Note: Only security team members have access to add or modify compensating controls. The solution enforces this through IAM permissions and runtime checks to maintain proper governance.

Approved security exceptions must have an expiration date to facilitate periodic review. The solution automatically enforces these time limits based on the expiration date defined by the security team.

For this post, we provide a utility script (add-controls-role-based.sh) to demonstrate adding compensating controls. However, in a production enterprise environment, organizations should integrate DynamoDB with their existing governance systems (such as Jira, ServiceNow, and so on) to automatically populate controls from authorized security team sources.

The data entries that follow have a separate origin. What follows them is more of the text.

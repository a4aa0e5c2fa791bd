//! Outbound connection handling.
//!
//! The client side of the tunnel: dial the Reflex server with backoff, run
//! the handshake, emit the destination (plus any immediately-available
//! payload) in the first DATA frame, then pump both directions.

use std::time::Duration;

use tokio::io::{AsyncRead, AsyncReadExt, AsyncWrite, AsyncWriteExt};
use tokio::time::timeout;
use uuid::Uuid;

use crate::config::OutboundConfig;
use crate::crypto::{derive_session_key, derive_shared, generate_keypair, SecureRandom};
use crate::error::{Error, Result};
use crate::morph::TrafficMorph;
use crate::protocol::{
    unix_now, ClientHandshake, Destination, FrameType, ServerHandshake, Session,
    MAX_FRAME_PAYLOAD, SERVER_HANDSHAKE_SIZE,
};
use crate::proxy::{dial_with_backoff, pump_frames_out, pump_raw_in, ActivityTimer, Timeouts};

/// Bounded wait for the first local payload bytes, so the opening frame
/// carries destination plus data when the application speaks first, and
/// destination alone when it does not.
const FIRST_PAYLOAD_WAIT: Duration = Duration::from_millis(500);

/// Outbound connection handler for the Reflex protocol.
pub struct OutboundHandler {
    server_addr: String,
    client_id: Uuid,
    policy: String,
    timeouts: Timeouts,
}

impl OutboundHandler {
    /// Build a handler from validated configuration.
    pub fn new(config: &OutboundConfig) -> Result<Self> {
        config.validate()?;
        let client_id = Uuid::parse_str(&config.id)
            .map_err(|_| Error::config(format!("invalid client id: {:?}", config.id)))?;

        Ok(Self {
            server_addr: format!("{}:{}", config.address, config.port),
            client_id,
            policy: config.policy.clone(),
            timeouts: Timeouts::default(),
        })
    }

    /// Override the default phase deadlines.
    pub fn with_timeouts(mut self, timeouts: Timeouts) -> Self {
        self.timeouts = timeouts;
        self
    }

    /// Tunnel one local stream to `destination` through the Reflex server.
    pub async fn process<S>(&self, local: S, destination: Destination) -> Result<()>
    where
        S: AsyncRead + AsyncWrite + Unpin + Send,
    {
        let mut server = dial_with_backoff(&self.server_addr).await?;

        tracing::info!(
            %destination,
            server = %self.server_addr,
            "tunneling request via reflex server"
        );

        // Handshake: fresh keypair and nonce, then the server's reply
        let (client_priv, client_pub) = generate_keypair();
        let nonce: [u8; 16] = SecureRandom::bytes();
        let handshake = ClientHandshake {
            public_key: client_pub,
            user_id: self.client_id,
            timestamp: unix_now(),
            nonce,
        };
        server.write_all(&handshake.marshal()).await?;

        let mut reply = [0u8; SERVER_HANDSHAKE_SIZE];
        timeout(self.timeouts.handshake, server.read_exact(&mut reply))
            .await
            .map_err(|_| Error::Timeout)??;
        let server_hs = ServerHandshake::unmarshal(&reply)?;

        // The session key is derived from the client's own nonce,
        // symmetrically with the server side.
        let shared = derive_shared(&client_priv, &server_hs.public_key)?;
        let session_key = derive_session_key(&shared, &nonce)?;
        let session = Session::new(&session_key)?;
        let morph = TrafficMorph::new(&self.policy);

        let (mut local_read, mut local_write) = tokio::io::split(local);
        let (mut server_read, mut server_write) = server.into_split();

        // First frame: destination, then whatever the application has
        // already written, if it arrives within the bounded wait.
        let mut first = destination.encode();
        let mut buf = vec![0u8; MAX_FRAME_PAYLOAD - first.len()];
        match timeout(FIRST_PAYLOAD_WAIT, local_read.read(&mut buf)).await {
            Ok(Ok(n)) if n > 0 => first.extend_from_slice(&buf[..n]),
            Ok(Ok(_)) => {} // local EOF; the request pump will send CLOSE
            Ok(Err(e)) => return Err(e.into()),
            Err(_) => {} // quiet application; send the destination alone
        }
        session
            .write_frame(&mut server_write, FrameType::Data, &first)
            .await?;

        let timer = ActivityTimer::new(self.timeouts.idle);
        let request = pump_raw_in(
            &session,
            &mut local_read,
            &mut server_write,
            morph.as_ref(),
            &timer,
        );
        let response = pump_frames_out(
            &session,
            &mut server_read,
            &mut local_write,
            morph.as_ref(),
            &timer,
        );

        tokio::select! {
            res = async { tokio::try_join!(request, response) } => {
                res?;
                Ok(())
            }
            _ = timer.expired() => Err(Error::Timeout),
        }
    }
}

#[cfg(test)]
mod tests {
    use super::*;
    use crate::config::{InboundConfig, UserConfig};
    use crate::proxy::InboundHandler;
    use tokio::io::duplex;
    use tokio::net::TcpListener;

    const CLIENT_ID: &str = "b831381d-6324-4d53-ad4f-8cda48b30811";

    fn outbound(port: u16, policy: &str) -> OutboundHandler {
        OutboundHandler::new(&OutboundConfig {
            address: "127.0.0.1".into(),
            port: port as u32,
            id: CLIENT_ID.into(),
            policy: policy.into(),
            ech: None,
        })
        .unwrap()
    }

    /// Start a full inbound listener and return its port.
    async fn spawn_reflex_server(policy: &str) -> u16 {
        let handler = InboundHandler::new(&InboundConfig {
            clients: vec![UserConfig {
                id: CLIENT_ID.into(),
                policy: policy.into(),
            }],
            fallback: None,
            ech: None,
        })
        .unwrap();

        let listener = TcpListener::bind("127.0.0.1:0").await.unwrap();
        let port = listener.local_addr().unwrap().port();
        tokio::spawn(async move {
            let handler = std::sync::Arc::new(handler);
            loop {
                let Ok((stream, peer)) = listener.accept().await else {
                    break;
                };
                let handler = std::sync::Arc::clone(&handler);
                tokio::spawn(async move {
                    let _ = handler.handle(stream, peer).await;
                });
            }
        });
        port
    }

    /// Echo upstream that reverses each request line.
    async fn spawn_upstream() -> u16 {
        let listener = TcpListener::bind("127.0.0.1:0").await.unwrap();
        let port = listener.local_addr().unwrap().port();
        tokio::spawn(async move {
            let (mut conn, _) = listener.accept().await.unwrap();
            let mut buf = [0u8; 5];
            conn.read_exact(&mut buf).await.unwrap();
            assert_eq!(&buf, b"hello");
            conn.write_all(b"olleh").await.unwrap();
        });
        port
    }

    #[tokio::test]
    async fn test_end_to_end_tunnel() {
        let upstream_port = spawn_upstream().await;
        let server_port = spawn_reflex_server("").await;

        let handler = outbound(server_port, "");
        let (mut app, local_side) = duplex(16 * 1024);

        let tunnel = tokio::spawn(async move {
            handler
                .process(local_side, Destination::from_host("127.0.0.1", upstream_port))
                .await
        });

        // The application speaks first; its bytes ride the opening frame
        app.write_all(b"hello").await.unwrap();

        let mut response = [0u8; 5];
        app.read_exact(&mut response).await.unwrap();
        assert_eq!(&response, b"olleh");

        // Local EOF propagates a CLOSE and both sides wind down
        drop(app);
        tunnel.await.unwrap().unwrap();
    }

    #[tokio::test]
    async fn test_quiet_application_still_connects() {
        // Upstream that speaks first, like an SMTP banner
        let listener = TcpListener::bind("127.0.0.1:0").await.unwrap();
        let upstream_port = listener.local_addr().unwrap().port();
        tokio::spawn(async move {
            let (mut conn, _) = listener.accept().await.unwrap();
            conn.write_all(b"220 ready\r\n").await.unwrap();
        });

        let server_port = spawn_reflex_server("").await;
        let handler = outbound(server_port, "");
        let (mut app, local_side) = duplex(4096);

        let tunnel = tokio::spawn(async move {
            handler
                .process(local_side, Destination::from_host("127.0.0.1", upstream_port))
                .await
        });

        // The application writes nothing; after the bounded wait the
        // destination-only frame still opens the tunnel.
        let mut banner = [0u8; 11];
        app.read_exact(&mut banner).await.unwrap();
        assert_eq!(&banner, b"220 ready\r\n");

        drop(app);
        tunnel.await.unwrap().unwrap();
    }

    #[tokio::test]
    async fn test_morphed_end_to_end() {
        // 4 KiB upstream response through a morphing tunnel
        let listener = TcpListener::bind("127.0.0.1:0").await.unwrap();
        let upstream_port = listener.local_addr().unwrap().port();
        let body: Vec<u8> = (0..4096u32).map(|i| (i % 239) as u8).collect();
        let expected = body.clone();
        tokio::spawn(async move {
            let (mut conn, _) = listener.accept().await.unwrap();
            let mut sig = [0u8; 2];
            conn.read_exact(&mut sig).await.unwrap();
            conn.write_all(&body).await.unwrap();
        });

        let server_port = spawn_reflex_server("zoom").await;
        let handler = outbound(server_port, "zoom");
        let (mut app, local_side) = duplex(64 * 1024);

        let tunnel = tokio::spawn(async move {
            handler
                .process(local_side, Destination::from_host("127.0.0.1", upstream_port))
                .await
        });

        app.write_all(b"go").await.unwrap();

        // Morph padding may trail the body; read exactly the body length
        let mut response = vec![0u8; expected.len()];
        app.read_exact(&mut response).await.unwrap();
        assert_eq!(response, expected);

        // Half-close so trailing padding frames can still drain
        app.shutdown().await.unwrap();
        tunnel.await.unwrap().unwrap();
    }

    #[tokio::test]
    async fn test_dial_failure_after_retries() {
        tokio::time::pause();
        let handler = outbound(1, ""); // nothing listens on port 1

        let (_app, local_side) = duplex(1024);
        let result = handler
            .process(local_side, Destination::from_host("127.0.0.1", 80))
            .await;
        assert!(matches!(result, Err(Error::DialFailed(_))));
    }
}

This solution focuses on validating controls, not prescribing how they’re ingested.

2. Developers implement controls: When Security Hub findings are suppressed, developers must implement the required compensating controls defined by the security team.

How developers interact with the solution:

View required controls: The solution provides clear requirements for each finding type.
Implement compensating controls: Developers should implement the security team provided compensating controls in their AWS environment, referring to the compensating controls defined by Security team. The specific compensating controls depend on the finding type and security team requirements.
Finding status change: Developers change the Security Hub finding status to SUPPRESSED in Security Hub.
Automatic validation: The solution validates compensating controls when Security Hub findings workflow status is changed.
Status updates: Findings remain SUPPRESSED if controls pass validation; they change to NOTIFIED with failure details if validation fails.

Note: This solution doesn’t modify the original severity of findings in Security Hub. It adds business context with security-approved adjusted severity to findings based on security-approved compensating controls validation, helping security teams make informed decisions.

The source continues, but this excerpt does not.